The most tedious part is slicing the rind, and because I need a sharp knife to do it, it’s not one of those “fun” tasks I can con the children into doing. Eventually fingers stinging from the acidic juice, the deed is done and then it’s just softening in water and melted sugar and then boiling the whole lot until a set is reached. If you don’t pay careful attention and stir regularly you may cause a skin, which may burst in a rather volcanic manner leaving you and the kitchen covered in boiling hot sticky sugar and orange peel. Providing you avoid doing this you will have loads of gorgeous jars of delicious orange marmalade shining back at you. If you line them up on the window they look like captured suns and always make me think of summer, despite the fact that I am making them in the dead of winter, with the wind and the rain lashing around the doors and windows. Even better is to spread some over a thick slice of white bread heavily coated in butter, a coffee by my side, a book in my hand and a fire in the hearth.

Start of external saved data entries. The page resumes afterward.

//! Database queries with cursor pagination

use std::collections::VecDeque;
use tracing::debug;

use super::model::{CreatedTimeFilter, DatabaseId, Page, QueryRequest, QueryResponse};
use crate::error::ApiError;

/// Largest page size the query endpoint accepts
pub const MAX_PAGE_SIZE: u32 = 100;

/// Remote call behind database queries
pub trait DatabaseApi {
    /// `POST /databases/{id}/query`
    fn query_database(&self, database_id: &DatabaseId, request: &QueryRequest) -> Result<QueryResponse, ApiError>;
}

/// Iterator over every page matching a query, fetching result pages lazily
///
/// Yields at most one error, after which it is exhausted.
pub struct Pages<'a, A: ?Sized> {
    api: &'a A,
    database_id: DatabaseId,
    filter: Option<CreatedTimeFilter>,
    buffered: VecDeque<Page>,
    cursor: Option<String>,
    exhausted: bool,
}

/// Query all pages of a database, optionally filtered by creation date
pub fn query_pages<'a, A: DatabaseApi + ?Sized>(
    api: &'a A,
    database_id: DatabaseId,
    filter: Option<CreatedTimeFilter>,
) -> Pages<'a, A> {
    Pages {
        api,
        database_id,
        filter,
        buffered: VecDeque::new(),
        cursor: None,
        exhausted: false,
    }
}

impl<A: DatabaseApi + ?Sized> Pages<'_, A> {
    fn fetch_next(&mut self) -> Result<(), ApiError> {
        let request = QueryRequest {
            filter: self.filter.clone(),
            start_cursor: self.cursor.take(),
            page_size: Some(MAX_PAGE_SIZE),
        };
        let response = self.api.query_database(&self.database_id, &request)?;
        debug!(
            database_id = %self.database_id,
            results = response.results.len(),
            has_more = response.has_more,
            "queried database"
        );

        self.buffered.extend(response.results);
        self.cursor = response.next_cursor.filter(|_| response.has_more);
        self.exhausted = self.cursor.is_none();
        Ok(())
    }
}

impl<A: DatabaseApi + ?Sized> Iterator for Pages<'_, A> {
    type Item = Result<Page, ApiError>;

    fn next(&mut self) -> Option<Self::Item> {
        loop {
            if let Some(page) = self.buffered.pop_front() {
                return Some(Ok(page));
            }
            if self.exhausted {
                return None;
            }
            if let Err(err) = self.fetch_next() {
                self.exhausted = true;
                return Some(Err(err));
            }
        }
    }
}
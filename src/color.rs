//! Dominant color extraction
//!
//! Picks a single background color for an image using modified median-cut
//! quantization (MMCQ):
//! - Sample every `quality`-th pixel, skipping transparent and near-white ones
//! - Histogram the samples at 5 bits per channel
//! - Repeatedly split color boxes at the population median of their longest axis
//! - Return the mean color of the box with the largest count × volume
//!
//! The default quality samples every pixel.

use image::{DynamicImage, Rgb};

/// Sampling step used when nothing else is configured (every pixel)
pub const DEFAULT_QUALITY: u32 = 1;

/// Significant bits kept per channel in the histogram
const SIGBITS: u32 = 5;
const RSHIFT: u32 = 8 - SIGBITS;
const HISTO_SIZE: usize = 1 << (3 * SIGBITS);

/// Number of palette entries the quantizer aims for
const PALETTE_SIZE: usize = 5;
/// Share of the palette produced by population-only splitting
const FRACT_BY_POPULATIONS: f64 = 0.75;
const MAX_ITERATIONS: usize = 1000;

/// Pixels below this alpha do not contribute
const MIN_ALPHA: u8 = 125;
/// Pixels with every channel above this are treated as paper white
const WHITE_THRESHOLD: u8 = 250;

/// Extract the dominant color of a decoded image
///
/// # Arguments
/// * `img` - Source image, any color type
/// * `quality` - Sampling step; 1 visits every pixel, higher is faster and coarser
pub fn dominant_color(img: &DynamicImage, quality: u32) -> Rgb<u8> {
    let step = quality.max(1) as usize;
    let rgba = img.to_rgba8();

    let sampled: Vec<[u8; 4]> = rgba.pixels().step_by(step).map(|p| p.0).collect();
    let kept: Vec<[u8; 3]> = sampled
        .iter()
        .filter(|p| p[3] >= MIN_ALPHA && !p[..3].iter().all(|&c| c > WHITE_THRESHOLD))
        .map(|p| [p[0], p[1], p[2]])
        .collect();

    // Blank or fully transparent images have nothing to quantize
    if kept.is_empty() {
        return mean_color(&sampled);
    }

    quantize(&kept, PALETTE_SIZE)
        .into_iter()
        .next()
        .unwrap_or_else(|| mean_color(&sampled))
}

/// Plain average of the sampled pixels, ignoring alpha
fn mean_color(pixels: &[[u8; 4]]) -> Rgb<u8> {
    if pixels.is_empty() {
        return Rgb([0, 0, 0]);
    }

    let mut sums = [0u64; 3];
    for p in pixels {
        for (sum, &c) in sums.iter_mut().zip(&p[..3]) {
            *sum += u64::from(c);
        }
    }

    let n = pixels.len() as f64;
    Rgb(sums.map(|s| (s as f64 / n).round().clamp(0.0, 255.0) as u8))
}

fn histogram_index(rgb: [i32; 3]) -> usize {
    ((rgb[0] << (2 * SIGBITS)) | (rgb[1] << SIGBITS) | rgb[2]) as usize
}

fn reduce(pixel: &[u8; 3]) -> [i32; 3] {
    pixel.map(|c| i32::from(c >> RSHIFT))
}

fn histogram(pixels: &[[u8; 3]]) -> Vec<u64> {
    let mut histo = vec![0u64; HISTO_SIZE];
    for p in pixels {
        histo[histogram_index(reduce(p))] += 1;
    }
    histo
}

/// Axis-aligned box in the reduced color space, bounds inclusive
///
/// A box with `lo > hi` on some axis is empty; median cuts can produce those.
#[derive(Debug, Clone, Copy, PartialEq, Eq)]
struct ColorBox {
    lo: [i32; 3],
    hi: [i32; 3],
}

impl ColorBox {
    fn enclosing(pixels: &[[u8; 3]]) -> Self {
        let mut lo = [i32::MAX; 3];
        let mut hi = [i32::MIN; 3];
        for p in pixels {
            for (axis, c) in reduce(p).into_iter().enumerate() {
                lo[axis] = lo[axis].min(c);
                hi[axis] = hi[axis].max(c);
            }
        }
        Self { lo, hi }
    }

    fn width(&self, axis: usize) -> i32 {
        self.hi[axis] - self.lo[axis] + 1
    }

    fn volume(&self) -> u64 {
        (0..3).map(|axis| self.width(axis).max(0) as u64).product()
    }

    /// Visit every histogram cell inside the box
    fn for_each_cell(&self, histo: &[u64], mut f: impl FnMut([i32; 3], u64)) {
        for r in self.lo[0]..=self.hi[0] {
            for g in self.lo[1]..=self.hi[1] {
                for b in self.lo[2]..=self.hi[2] {
                    let cell = [r, g, b];
                    f(cell, histo[histogram_index(cell)]);
                }
            }
        }
    }

    fn count(&self, histo: &[u64]) -> u64 {
        let mut total = 0;
        self.for_each_cell(histo, |_, n| total += n);
        total
    }

    /// Population-weighted mean color of the box
    fn average(&self, histo: &[u64]) -> Rgb<u8> {
        let mult = f64::from(1u32 << RSHIFT);
        let mut total = 0u64;
        let mut sums = [0f64; 3];
        self.for_each_cell(histo, |cell, n| {
            total += n;
            for (sum, c) in sums.iter_mut().zip(cell) {
                *sum += n as f64 * (f64::from(c) + 0.5) * mult;
            }
        });

        let channels = if total > 0 {
            sums.map(|s| (s / total as f64).trunc())
        } else {
            [0, 1, 2].map(|axis| (mult * f64::from(self.lo[axis] + self.hi[axis] + 1) / 2.0).trunc())
        };
        Rgb(channels.map(|c| c.clamp(0.0, 255.0) as u8))
    }

    /// Split at the population median of the longest axis
    ///
    /// Returns `None` for an empty box. A box holding a single pixel comes
    /// back unchanged with no second half.
    fn median_cut(&self, histo: &[u64]) -> Option<(ColorBox, Option<ColorBox>)> {
        let count = self.count(histo);
        if count == 0 {
            return None;
        }
        if count == 1 {
            return Some((*self, None));
        }

        let widths = [self.width(0), self.width(1), self.width(2)];
        let longest = widths.iter().copied().max().unwrap_or(0);
        let axis = widths.iter().position(|&w| w == longest).unwrap_or(0);
        let (lo, hi) = (self.lo[axis], self.hi[axis]);

        // Running totals along the axis; cells outside [lo, hi] read as zero
        let mut partial = [0u64; 1 << SIGBITS];
        let mut total = 0;
        for i in lo..=hi {
            let mut plane = *self;
            plane.lo[axis] = i;
            plane.hi[axis] = i;
            total += plane.count(histo);
            partial[i as usize] = total;
        }
        let partial_at = |i: i32| if (lo..=hi).contains(&i) { partial[i as usize] } else { 0 };

        for i in lo..=hi {
            if 2 * partial_at(i) <= total {
                continue;
            }

            let left = i - lo;
            let right = hi - i;
            let mut cut = if left <= right {
                (hi - 1).min(i + right / 2)
            } else {
                lo.max(i - 1 - (left + 1) / 2)
            };
            while partial_at(cut) == 0 {
                cut += 1;
            }
            let mut remaining = total - partial_at(cut);
            while remaining == 0 && partial_at(cut - 1) != 0 {
                cut -= 1;
                remaining = total - partial_at(cut);
            }

            let mut first = *self;
            let mut second = *self;
            first.hi[axis] = cut;
            second.lo[axis] = cut + 1;
            return Some((first, Some(second)));
        }

        None
    }
}

/// Split boxes from the back of `queue` (ordered by `key`) until `target` colors exist
fn split_boxes(queue: &mut Vec<ColorBox>, histo: &[u64], key: impl Fn(&ColorBox) -> u64, target: f64) {
    let mut colors = 1usize;

    for _ in 0..MAX_ITERATIONS {
        queue.sort_by_cached_key(|b| key(b));
        let Some(next) = queue.pop() else {
            return;
        };

        if next.count(histo) == 0 {
            queue.push(next);
            continue;
        }

        let Some((first, second)) = next.median_cut(histo) else {
            queue.push(next);
            return;
        };
        queue.push(first);
        if let Some(second) = second {
            queue.push(second);
            colors += 1;
        }

        if colors as f64 >= target {
            return;
        }
    }
}

/// Quantize pixels into at most `max_colors` colors, most significant first
fn quantize(pixels: &[[u8; 3]], max_colors: usize) -> Vec<Rgb<u8>> {
    if pixels.is_empty() {
        return Vec::new();
    }

    let histo = histogram(pixels);
    let mut by_count = vec![ColorBox::enclosing(pixels)];
    split_boxes(
        &mut by_count,
        &histo,
        |b| b.count(&histo),
        FRACT_BY_POPULATIONS * max_colors as f64,
    );

    // Re-queue from most to least populated, then refine by count × volume
    by_count.sort_by_cached_key(|b| b.count(&histo));
    let mut by_weight: Vec<ColorBox> = by_count.into_iter().rev().collect();
    let weight = |b: &ColorBox| b.count(&histo) * b.volume();
    let remaining = max_colors as f64 - by_weight.len() as f64;
    split_boxes(&mut by_weight, &histo, weight, remaining);

    by_weight.sort_by_cached_key(|b| weight(b));
    by_weight.iter().rev().map(|b| b.average(&histo)).collect()
}
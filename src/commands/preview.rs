//! Preview command - render a cover to a local file.

use anyhow::{Context, Result};
use clap::Args;
use std::path::{Path, PathBuf};
use tracing::info;

use super::ExitCode;
use crate::config::Settings;
use crate::cover::{self, CoverOptions, RenderedCover};
use crate::fetch::{HttpFetcher, ImageFetcher, PathOrUrlFetcher};

/// Arguments for the preview command
#[derive(Args, Debug)]
pub struct PreviewArgs {
    /// Source image: a local path or a URL
    pub source: String,

    /// Where to write the PNG
    #[arg(short, long, value_name = "OUT.png")]
    pub output: PathBuf,
}

/// Run the preview command.
pub fn run(args: &PreviewArgs, settings: &Settings) -> Result<ExitCode> {
    let fetcher = PathOrUrlFetcher::new(HttpFetcher::new().context("building HTTP client")?);
    let rendered = render_to(&fetcher, &args.source, &settings.cover, &args.output)?;

    let [r, g, b] = rendered.fill.0;
    println!(
        "{} ({}x{} at {},{}, border #{r:02x}{g:02x}{b:02x})",
        args.output.display(),
        rendered.placement.width,
        rendered.placement.height,
        rendered.placement.x,
        rendered.placement.y,
    );
    Ok(ExitCode::Success)
}

/// Fetch `source`, render it and write the PNG to `output`
pub fn render_to<F: ImageFetcher + ?Sized>(
    fetcher: &F,
    source: &str,
    options: &CoverOptions,
    output: &Path,
) -> Result<RenderedCover> {
    let bytes = fetcher.fetch(source)?;
    let rendered = cover::render_bytes(&bytes, options).with_context(|| format!("rendering {source}"))?;

    std::fs::write(output, &rendered.png).with_context(|| format!("writing {}", output.display()))?;
    info!(source, output = %output.display(), bytes = rendered.png.len(), "wrote preview");
    Ok(rendered)
}
//! Decoded source image for one cover
//!
//! The raw bytes are decoded once; color extraction and compositing both
//! work from the same decoded image. Nothing here outlives a single page.

use image::{ColorType, DynamicImage, ImageFormat};

use crate::error::CoverError;

/// A source image downloaded for one page
#[derive(Debug, Clone)]
pub struct SourceImage {
    image: DynamicImage,
    format: Option<ImageFormat>,
    byte_len: usize,
}

impl SourceImage {
    /// Decode raw image bytes
    ///
    /// # Returns
    /// * `Ok(SourceImage)` - Decoded image with its detected format
    /// * `Err(CoverError::Decode)` - The bytes are not a supported raster image
    pub fn decode(bytes: &[u8]) -> Result<Self, CoverError> {
        let format = image::guess_format(bytes).ok();
        let image = image::load_from_memory(bytes).map_err(CoverError::Decode)?;

        Ok(Self {
            image,
            format,
            byte_len: bytes.len(),
        })
    }

    pub fn image(&self) -> &DynamicImage {
        &self.image
    }

    pub fn width(&self) -> u32 {
        self.image.width()
    }

    pub fn height(&self) -> u32 {
        self.image.height()
    }

    /// Color mode of the decoded pixels
    pub fn color_type(&self) -> ColorType {
        self.image.color()
    }

    /// Container format sniffed from the magic bytes, if recognised
    pub fn format(&self) -> Option<ImageFormat> {
        self.format
    }

    /// Size of the encoded source in bytes
    pub fn byte_len(&self) -> usize {
        self.byte_len
    }
}
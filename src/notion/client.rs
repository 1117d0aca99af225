//! Blocking HTTP client for the Notion API
//!
//! Every request carries the bearer token and the pinned `Notion-Version`
//! header. Any status other than 200 becomes [`ApiError::Status`] with the raw
//! response body kept for diagnosis. Calls whose result is not needed check
//! the status only and leave the body unparsed.

use reqwest::blocking::multipart::{Form, Part};
use reqwest::blocking::{Client, RequestBuilder, Response};
use reqwest::{Method, StatusCode};
use serde::de::DeserializeOwned;
use std::fmt;
use tracing::debug;

use super::model::{CreateFileUploadRequest, DatabaseId, FileUpload, FileUploadId, PageId, QueryRequest, QueryResponse, UpdatePageRequest};
use super::query::DatabaseApi;
use super::upload::{FilePart, FileUploadApi};
use crate::config::NotionSettings;
use crate::error::ApiError;

const VERSION_HEADER: &str = "Notion-Version";

/// Authenticated Notion API client
pub struct NotionClient {
    http: Client,
    api_base: String,
    version: String,
    token: String,
}

impl fmt::Debug for NotionClient {
    fn fmt(&self, f: &mut fmt::Formatter<'_>) -> fmt::Result {
        f.debug_struct("NotionClient")
            .field("api_base", &self.api_base)
            .field("version", &self.version)
            .finish_non_exhaustive()
    }
}

impl NotionClient {
    /// Build a client for `token` against the configured endpoint
    pub fn new(token: &str, settings: &NotionSettings) -> Result<Self, ApiError> {
        let http = Client::builder()
            .user_agent(concat!(env!("CARGO_PKG_NAME"), "/", env!("CARGO_PKG_VERSION")))
            .build()?;

        Ok(Self {
            http,
            api_base: settings.api_base.trim_end_matches('/').to_string(),
            version: settings.version.clone(),
            token: token.to_string(),
        })
    }

    fn endpoint(&self, path: &str) -> String {
        format!("{}/{}", self.api_base, path)
    }

    fn request(&self, method: Method, path: &str) -> RequestBuilder {
        self.http
            .request(method, self.endpoint(path))
            .bearer_auth(&self.token)
            .header(VERSION_HEADER, &self.version)
    }

    fn execute<T: DeserializeOwned>(&self, path: &str, request: RequestBuilder) -> Result<T, ApiError> {
        let response = expect_ok(request.send()?)?;
        debug!(path, status = response.status().as_u16(), "notion request succeeded");
        Ok(response.json()?)
    }

    fn execute_unit(&self, path: &str, request: RequestBuilder) -> Result<(), ApiError> {
        let response = expect_ok(request.send()?)?;
        debug!(path, status = response.status().as_u16(), "notion request succeeded");
        Ok(())
    }
}

/// Turn anything but 200 into an error carrying the status and body
fn expect_ok(response: Response) -> Result<Response, ApiError> {
    let status = response.status();
    if status == StatusCode::OK {
        return Ok(response);
    }

    let body = response.text().unwrap_or_default();
    Err(ApiError::Status {
        status: status.as_u16(),
        body,
    })
}

impl FileUploadApi for NotionClient {
    fn create_file_upload(&self, request: &CreateFileUploadRequest) -> Result<FileUpload, ApiError> {
        let path = "file_uploads";
        self.execute(path, self.request(Method::POST, path).json(request))
    }

    fn send_file_upload(&self, id: &FileUploadId, file: FilePart) -> Result<(), ApiError> {
        let path = format!("file_uploads/{id}/send");
        let part = Part::bytes(file.bytes)
            .file_name(file.filename)
            .mime_str(file.content_type)?;
        let form = Form::new().part("file", part);

        self.execute_unit(&path, self.request(Method::POST, &path).multipart(form))
    }

    fn update_page(&self, page_id: &PageId, request: &UpdatePageRequest) -> Result<(), ApiError> {
        let path = format!("pages/{page_id}");
        self.execute_unit(&path, self.request(Method::PATCH, &path).json(request))
    }
}

impl DatabaseApi for NotionClient {
    fn query_database(&self, database_id: &DatabaseId, request: &QueryRequest) -> Result<QueryResponse, ApiError> {
        let path = format!("databases/{database_id}/query");
        self.execute(&path, self.request(Method::POST, &path).json(request))
    }
}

Winter seems an obvious time to think about food, all those lovely heartening stews and soups, big roast, bowls of porridge and whilst I often think of fish as a summer food I’ve been thinking about it a lot following the Hugh Fernley-Wittingstall programme on fish waste. I’ve never seen such criminal waste. One fisherman said “it might not be legally wrong but it is morally wrong” and he was right. I live here by the sea, a huge part of our economy comes from the sea but I was unaware of the senseless waste that our fishermen are being forced to throw away. I know all about tuna issues and farmed salmon but the concept of the quota missed me by completely. I was incensed to see those huge dead fish being thrown back overboard. There was a wonderful Ealing Comedies moment when the fishing fleet threw their “discards” overboard within paddling reach of the shore. Like Whisky Galore the locals made the most of their unusual harvest filleting the lovely free fish and making a feast of it.


The scientists say that the stock levels aren’t high enough and I have to respect their opinions as much as the fishermen’s, as I don’t yet know enough about the subject. But from what I can see, throwing back dead fish is wrong.


Maybe like marmalade we need to start thinking more about the season that the food is naturally available in and the quantities that it’s available and change our lifestyle accordingly?